In keeping with the recommendations of the Sarkaria Commission Report, the United Front Government in its common minimum programme aimed at restoring a balance in the economic equation between the Centre and the States and bestowing greater autonomy on the latter in order that they are enabled to determine their needs and priorities independently.
The regional parties have demanded greater devolution of fiscal powers to the States. It was in the name of the centralized planning that the Centre over the years had deprived the States of their rightful due from the fiscal resources. Beginning with 1991 there has been a major reorientation in economic ideology of the Indian aggregate State in favour of economic liberalization, so one would hope that consistent with this ideology the Centre would decentralize the planning process.
The Commission has juxtaposed the development of the last thirty-seven years into ‘two diametrically opposed trends’. On the one hand, there has been a centripetal force in the economy and, on the other, centrifugal forces in the polity ‘on account of break-up of the old political order. Some of the symptoms are: Split of national parties, ever-increasing exploitation of populist slogans and caste, language, money and muscle power in elections’.
The Report shows an overriding concern for ensuring the solemnity of the ‘arranged marriage’ between the parliamentary and federal systems. The marriage is sound, proclaims the Commission and it is worth preserving. And if there has been unevenness in its working, it is primarily because the parties have abused the code of conduct so necessary to its successful functioning.
The states can be given, suggests the Commission, greater powers and more revenue; such adjustments can be made through minor constitutional amendments, and they do not call for any major changes in the Constitution. But this is not the remedy to out malaise. The problem, reports the Commission, is that of role-disorientation of political actors, and the lack of institutional values governing political behaviour. Thus the advice of the Commission to the new breed of federalists and State autonomists is simple: ‘reform themselves.

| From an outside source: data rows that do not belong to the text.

use crate::StorageError;
use async_trait::async_trait;
use sweep_core::{
    CachedMessage, CleaningHistoryRecord, MessagePage, MessageQuery, NewRule, Rule, RuleUpdate,
    SenderCount, SettingsUpdate, TrashOrigin, UserSettings,
};
use uuid::Uuid;

/// Durable local cache of one or more users' mailboxes plus their rules,
/// automation settings and audit trail.
#[async_trait]
pub trait MailStore: Send + Sync {
    // -- rules ---------------------------------------------------------------

    /// Rules in evaluation order.
    async fn list_rules(&self, user_id: &str) -> Result<Vec<Rule>, StorageError>;
    async fn create_rule(&self, rule: &NewRule) -> Result<Rule, StorageError>;
    async fn update_rule(
        &self,
        user_id: &str,
        rule_id: Uuid,
        update: &RuleUpdate,
    ) -> Result<Rule, StorageError>;
    async fn delete_rule(&self, user_id: &str, rule_id: Uuid) -> Result<(), StorageError>;

    // -- messages ------------------------------------------------------------

    async fn list_messages(
        &self,
        user_id: &str,
        query: &MessageQuery,
    ) -> Result<MessagePage, StorageError>;
    async fn list_all_messages(&self, user_id: &str) -> Result<Vec<CachedMessage>, StorageError>;
    /// Inserts or replaces every message in one transaction.
    async fn upsert_messages(&self, messages: &[CachedMessage]) -> Result<(), StorageError>;
    /// Returns whether a row was removed.
    async fn delete_message(&self, user_id: &str, message_id: &str)
        -> Result<bool, StorageError>;
    async fn count_messages(&self, user_id: &str) -> Result<u64, StorageError>;
    async fn top_senders(&self, user_id: &str, limit: u32)
        -> Result<Vec<SenderCount>, StorageError>;

    // -- cleaning history ----------------------------------------------------

    async fn append_cleaning_history(
        &self,
        user_id: &str,
        affected_ids: &[String],
    ) -> Result<CleaningHistoryRecord, StorageError>;
    async fn list_cleaning_history(
        &self,
        user_id: &str,
    ) -> Result<Vec<CleaningHistoryRecord>, StorageError>;

    // -- settings ------------------------------------------------------------

    /// Stored settings, or defaults when the user has none yet.
    async fn get_settings(&self, user_id: &str) -> Result<UserSettings, StorageError>;
    async fn upsert_settings(&self, settings: &UserSettings) -> Result<(), StorageError>;
    async fn update_settings(
        &self,
        user_id: &str,
        update: &SettingsUpdate,
    ) -> Result<UserSettings, StorageError>;
    async fn update_history_cursor(&self, user_id: &str, cursor: u64)
        -> Result<(), StorageError>;
    async fn list_automated_users(&self) -> Result<Vec<UserSettings>, StorageError>;
    /// Records `slot` as the user's last fired automation slot. Returns
    /// `false` when that slot was already recorded.
    async fn claim_automation_slot(&self, user_id: &str, slot: &str)
        -> Result<bool, StorageError>;

    // -- trash origins -------------------------------------------------------

    async fn save_trash_origin(
        &self,
        user_id: &str,
        message_id: &str,
        had_inbox: bool,
    ) -> Result<(), StorageError>;
    async fn get_trash_origin(
        &self,
        user_id: &str,
        message_id: &str,
    ) -> Result<Option<TrashOrigin>, StorageError>;
    async fn delete_trash_origin(&self, user_id: &str, message_id: &str)
        -> Result<(), StorageError>;

    // -- maintenance ---------------------------------------------------------

    /// Drops every row in every table. Development use only.
    async fn reset_all(&self) -> Result<(), StorageError>;
}
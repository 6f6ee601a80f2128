use std::collections::HashMap;
use std::sync::{Arc, RwLock};
use sweep_core::{SyncKind, SyncProgress};

/// Latest sync progress snapshot per user.
#[derive(Clone, Default)]
pub struct ProgressTracker {
    entries: Arc<RwLock<HashMap<String, SyncProgress>>>,
}

impl ProgressTracker {
    pub fn new() -> Self {
        Self::default()
    }

    /// Registers a run for `user_id`. The entry lives until the returned
    /// handle is dropped.
    pub fn start(&self, user_id: &str, kind: SyncKind) -> ProgressHandle {
        let handle = ProgressHandle {
            tracker: self.clone(),
            user_id: user_id.to_string(),
            kind,
        };
        handle.update("Starting", 0, 0);
        handle
    }

    pub fn get(&self, user_id: &str) -> Option<SyncProgress> {
        let entries = self
            .entries
            .read()
            .unwrap_or_else(|poisoned| poisoned.into_inner());
        entries.get(user_id).cloned()
    }

    fn set(&self, user_id: &str, progress: SyncProgress) {
        let mut entries = self
            .entries
            .write()
            .unwrap_or_else(|poisoned| poisoned.into_inner());
        entries.insert(user_id.to_string(), progress);
    }

    fn clear(&self, user_id: &str) {
        let mut entries = self
            .entries
            .write()
            .unwrap_or_else(|poisoned| poisoned.into_inner());
        entries.remove(user_id);
    }
}

pub struct ProgressHandle {
    tracker: ProgressTracker,
    user_id: String,
    kind: SyncKind,
}

impl ProgressHandle {
    pub fn update(&self, stage: &str, current: u64, total: u64) {
        self.tracker
            .set(&self.user_id, SyncProgress::new(self.kind, stage, current, total));
    }
}

impl Drop for ProgressHandle {
    fn drop(&mut self) {
        self.tracker.clear(&self.user_id);
    }
}
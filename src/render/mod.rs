pub mod backend;
pub mod composite;
pub mod cpu;
pub mod recording;
use std::{
    path::{Path, PathBuf},
    time::{SystemTime, UNIX_EPOCH},
};

use anyhow::Context as _;
use clap::{Args, Parser, Subcommand};
use tracing_subscriber::EnvFilter;

#[derive(Parser, Debug)]
#[command(name = "voiceprints", version)]
struct Cli {
    #[command(subcommand)]
    cmd: Command,
}

#[derive(Subcommand, Debug)]
enum Command {
    /// Render the fractal background alone as a PNG.
    Background(SceneArgs),
    /// Render the background with card panels and the chart as a PNG.
    Dashboard(SceneArgs),
    /// Print the metric cards as JSON.
    Cards,
}

#[derive(Args, Debug)]
struct SceneArgs {
    /// Viewport width in pixels.
    #[arg(long, default_value_t = 1280)]
    width: u32,

    /// Viewport height in pixels.
    #[arg(long, default_value_t = 720)]
    height: u32,

    /// Colour seed. Falls back to `VOICEPRINTS_SEED`, then to the clock.
    #[arg(long)]
    seed: Option<u64>,

    /// Background config JSON (palette, apex_y, size, depth).
    #[arg(long)]
    config: Option<PathBuf>,

    /// Output PNG path.
    #[arg(long)]
    out: PathBuf,
}

fn main() -> anyhow::Result<()> {
    tracing_subscriber::fmt()
        .with_env_filter(EnvFilter::from_default_env())
        .with_writer(std::io::stderr)
        .init();

    let cli = Cli::parse();
    match cli.cmd {
        Command::Background(args) => cmd_scene(args, false),
        Command::Dashboard(args) => cmd_scene(args, true),
        Command::Cards => cmd_cards(),
    }
}

fn load_background(path: Option<&Path>) -> anyhow::Result<voiceprints::FractalBackground> {
    let cfg = match path {
        Some(p) => voiceprints::BackgroundConfig::from_json_path(p)
            .with_context(|| format!("load config '{}'", p.display()))?,
        None => voiceprints::BackgroundConfig::default(),
    };
    Ok(voiceprints::FractalBackground::from_config(&cfg)?)
}

fn resolve_seed(flag: Option<u64>) -> u64 {
    flag.or_else(voiceprints::seed_from_env).unwrap_or_else(|| {
        SystemTime::now()
            .duration_since(UNIX_EPOCH)
            .map(|d| d.as_nanos() as u64)
            .unwrap_or(0)
    })
}

fn cmd_scene(args: SceneArgs, with_dashboard: bool) -> anyhow::Result<()> {
    let viewport = voiceprints::Viewport::new(args.width, args.height)?;
    let background = load_background(args.config.as_deref())?;
    let seed = resolve_seed(args.seed);
    tracing::info!(
        width = viewport.width,
        height = viewport.height,
        seed,
        "rendering"
    );

    let mut surface = voiceprints::FractalBackground::acquire_cpu_surface(viewport)
        .context("acquire drawing surface")?;
    let mut colors = voiceprints::Rng64::new(seed);

    let mounted = if with_dashboard {
        voiceprints::DashboardPage::with_background(background).render(&mut surface, &mut colors)?
    } else {
        background.mount(&mut surface, &mut colors)?
    };

    mounted
        .surface()
        .snapshot()
        .save_png(&args.out)
        .with_context(|| format!("write png '{}'", args.out.display()))?;
    mounted.unmount();

    eprintln!("wrote {}", args.out.display());
    Ok(())
}

fn cmd_cards() -> anyhow::Result<()> {
    let json = serde_json::to_string_pretty(&voiceprints::primary_metrics())
        .context("serialize metric cards")?;
    println!("{json}");
    Ok(())
}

The same approach is evident with regard some other controversial issues such as reservation of State bills by the Governor or Presidential considerations and deployment of paramilitary forces of the Union in States on public order duties. To promote inter-government consultation between the levels of government, the Commission has made two recommendations: the creation of a modified National Development Council renamed as National Economic and Development Council under the Constitution rather than an executive resolution, and the setting up of an Inter-Governmental Council under Article 263 of the Constitution. The latter body has since been constituted.
General Observations Made by the Commission
In India, because of the diversities in religion, language, caste, race, etc. there are a large number of groups, seeking to establish their identity and promote their sectional interests. The issue of devolution of powers and responsibilities between the top two tiers of government, Centre and states, needs, therefore, to be considered in the context of the broader issue of decentralisation between these and other tiers of government on the one hand, and the functional agencies within each of these tiers, on the other.
Part II of the Report discusses various memoranda and opinion received from the State governments, political parties, and other organisations. Several proposals are suggested for reforms. However, most of these proposals are rejected by the Commission. It is neither willing to compromise with the principle of parliamentary supremacy nor the unity of command in the Union Executive in the last recourse. The Commission has left the existing pattern of legislative, administrative, and financial relations between the Union and States by and large unaltered. The All-India Services, recruited and trained by the Union and allocated to the State cadres, are not tinkered with either, not withstanding the fact that these at least partly compromise the federal principle.
In fact, the Commission recommends that a few more services of this nature should be constituted in the national interest. The whole scheme of three kinds of emergencies, which is potentially unitary in its impact on the federal provisions of the Constitution, has also escaped unscathed. Although it has recommended a very limited measure of revision in the pattern of resource sharing between the Union and the States, it has proclaimed as sound the present pattern of division of roles between the Finance Commission (that advises on non-plan resource transfers) and the Planning Commission (that recommends plan resource transfers).
The entire machinery of government in States, including the government and Presidential rule, is found by the Commission to be in order. The pre eminent role of the Parliament in amending the Constitution is not faulted either. The Commission in all these matters sees the prospect of a consensus in the country, and pronounces that there may be some smoke out there but there is no fire.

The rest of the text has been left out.